For this, following Step 1. of the codelabs guide should be enough.

This guides you from having a public static website to full access control of Google IAM resources via OAuth.

It’s handy if your organization is Google Suite-first, because it is possible to add groups as well, meaning you can also restrict the access to your company’s domain. This is where Google Cloud Platform really shines.

IAM switch on - Printscreen - GCP

You should see something like this with IAM switch on

Step 3. Deploy with GitHub Actions!

So, there you go, now you have a secured website. What’s next is to find out how to periodically deploy dbt Docs to App Engine. There are a handful of solutions that can work (e.g. scheduled custom script hitting the Cloud and AppEngine API), but some are cumbersome and don’t solve the issue for core-first users.

Github Actions has been here for a while, and it’s free up to 2,000 CI/CD minutes/month (unlimited for public repositories) if your (small) organization is on the Free plan, which should be enough.

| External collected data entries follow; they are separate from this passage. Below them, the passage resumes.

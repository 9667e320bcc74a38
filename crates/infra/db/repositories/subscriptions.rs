use anyhow::Result;
use async_trait::async_trait;
use chrono::Utc;
use diesel::{OptionalExtension, RunQueryDsl, insert_into, prelude::*, update};
use std::sync::Arc;
use tokio::task;
use uuid::Uuid;

use crate::{
    domain::{
        entities::subscriptions::{InsertSubscriptionEntity, SubscriptionEntity},
        repositories::subscriptions::SubscriptionRepository,
        value_objects::enums::subscription_statuses::SubscriptionStatus,
    },
    infra::db::postgres::{postgres_connection::PgPoolSquad, schema::subscriptions},
};

pub struct SubscriptionPostgres {
    db_pool: Arc<PgPoolSquad>,
}

impl SubscriptionPostgres {
    pub fn new(db_pool: Arc<PgPoolSquad>) -> Self {
        Self { db_pool }
    }
}

#[async_trait]
impl SubscriptionRepository for SubscriptionPostgres {
    async fn create(&self, subscription: InsertSubscriptionEntity) -> Result<SubscriptionEntity> {
        let db_pool = Arc::clone(&self.db_pool);

        task::spawn_blocking(move || -> Result<SubscriptionEntity> {
            let mut conn = db_pool.get()?;

            let created = insert_into(subscriptions::table)
                .values(&subscription)
                .returning(SubscriptionEntity::as_returning())
                .get_result::<SubscriptionEntity>(&mut conn)?;

            Ok(created)
        })
        .await?
    }

    async fn find_by_id(&self, subscription_id: Uuid) -> Result<Option<SubscriptionEntity>> {
        let db_pool = Arc::clone(&self.db_pool);

        task::spawn_blocking(move || -> Result<Option<SubscriptionEntity>> {
            let mut conn = db_pool.get()?;

            let subscription = subscriptions::table
                .filter(subscriptions::id.eq(subscription_id))
                .select(SubscriptionEntity::as_select())
                .first::<SubscriptionEntity>(&mut conn)
                .optional()?;

            Ok(subscription)
        })
        .await?
    }

    async fn activate_if_pending(&self, subscription_id: Uuid) -> Result<bool> {
        let db_pool = Arc::clone(&self.db_pool);

        task::spawn_blocking(move || -> Result<bool> {
            let mut conn = db_pool.get()?;

            let updated = update(
                subscriptions::table
                    .filter(subscriptions::id.eq(subscription_id))
                    .filter(subscriptions::status.eq(SubscriptionStatus::Pending.as_str())),
            )
            .set((
                subscriptions::status.eq(SubscriptionStatus::Active.as_str()),
                subscriptions::updated_at.eq(Utc::now()),
            ))
            .execute(&mut conn)?;

            Ok(updated == 1)
        })
        .await?
    }
}
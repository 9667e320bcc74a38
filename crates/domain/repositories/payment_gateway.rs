use std::collections::HashMap;

use anyhow::Result;
use async_trait::async_trait;
use mockall::automock;

use crate::domain::{
    entities::payments::PaymentEntity,
    value_objects::payment_gateway::{CallbackVerdict, GatewayInitiation},
};

#[automock]
#[async_trait]
pub trait PaymentGateway {
    /// Short provider name, recorded as the subscription's payment method.
    fn provider_name(&self) -> &'static str;

    async fn initiate(&self, payment: &PaymentEntity, description: &str)
    -> Result<GatewayInitiation>;

    /// Resolves raw callback parameters to the payment they refer to and reports whether the
    /// charge went through.
    async fn process_callback(&self, params: &HashMap<String, String>) -> Result<CallbackVerdict>;
}
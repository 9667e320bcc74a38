#[derive(Debug, Clone)]
pub struct DotEnvyConfig {
    pub backend_server: BackendServer,
    pub database: Database,
    pub auth: Auth,
    pub gateway: Gateway,
    pub checkout: Checkout,
    pub result_pages: ResultPages,
}

#[derive(Debug, Clone)]
pub struct BackendServer {
    pub port: u16,
    /// Megabytes.
    pub body_limit: u64,
    /// Seconds.
    pub timeout: u64,
}

#[derive(Debug, Clone)]
pub struct Database {
    pub url: String,
}

#[derive(Debug, Clone)]
pub struct Auth {
    pub jwt_secret: String,
}

#[derive(Debug, Clone)]
pub struct Gateway {
    pub merchant_id: String,
    pub api_base: String,
    pub start_pay_base: String,
    pub callback_url: String,
    pub timeout_seconds: u64,
}

#[derive(Debug, Clone)]
pub struct Checkout {
    pub coupon_timeout_seconds: u64,
}

#[derive(Debug, Clone)]
pub struct ResultPages {
    pub success_url: String,
    pub failure_url: String,
}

More on GitHub Actions billing here

The workflow below.

Initializes secrets; you can set your secrets on GitHub
Defines trigger strategy (on merge/push to the prod branch)
Use Ubuntu as base image, checkout out the repo, replicate key file for gcloud CLI
Install Python + dependencies
Generate dbt docs
Standalone index.html
Authenticate and deploy to App Engine

Store this in .github/workflows/<your_workflow_name>

# This is a basic workflow to show using this action
# name of the workflow
name: Deploy dbt docs to Google AppEngine
env:
  DBT_PROFILES_DIR: ./.github/
  DBT_GOOGLE_PROJECT_PROD: ${{ secrets.DBT_GOOGLE_PROJECT_PROD }}
  DBT_GOOGLE_BIGQUERY_DATASET_PROD: ${{ secrets.DBT_GOOGLE_BIGQUERY_DATASET_PROD }}
  # The DBT_GOOGLE_BIGQUERY_KEYFILE_PROD secret will be written to a json file below
  DBT_GOOGLE_BIGQUERY_KEYFILE_PROD: ./service-account.json
# Controls when the workflow will run
on:
  push:
    branches: [ prod ]
  # Allows you to run this workflow manually from the Actions tab if needed
  workflow_dispatch:
jobs:
  deploy-docs:
    name: Deploy dbt docs to Google AppEngine
    runs-on: ubuntu-latest
    permissions:
      contents: 'read'
      id-token: 'write'
    steps:
    - name: Checkout
      uses: actions/checkout@v3
    # get dbt service account keyfile
    - name: Get SA keyfile
      run: 'echo "$KEYFILE" > ./service-account.json'
      shell: bash
      env:
        KEYFILE: ${{ secrets.DBT_GOOGLE_BIGQUERY_KEYFILE_PROD }}
    - name: Setup Python
      uses: actions/setup-python@v4
      with:
        python-version: '3.10.x'
    - name: Install dependencies
      run: |
        pip install -r requirements.txt
        dbt deps
    # compile latest version of docs
    - name: Generate dbt docs
      run: |
        dbt docs generate
    # glue together index, manifest, catalog and run_results to a standalone html file
    - name: Glue dbt docs elements
      run: |
        python glue-dbt-artifacts.py
    # authenticate with appengine service account
    - name: Authenticate with SA
      uses: 'google-github-actions/auth@v1'
      with:
        credentials_json: '${{ secrets.GOOGLE_APP_ENGINE_DEPLOY_KEY }}'
    - name: Deploy to AppEngine
      uses: 'google-github-actions/deploy-appengine@v1'
      with:
        project_id: 'gcp-project-name'
        flags: '--quiet'

Step 4. Test Your Workflow!

When it comes to testing GitHub Actions, we can use act to generate test cases (imitate push event). Act spins up a Docker instance of your choice* and runs the actions in a context of what triggers it.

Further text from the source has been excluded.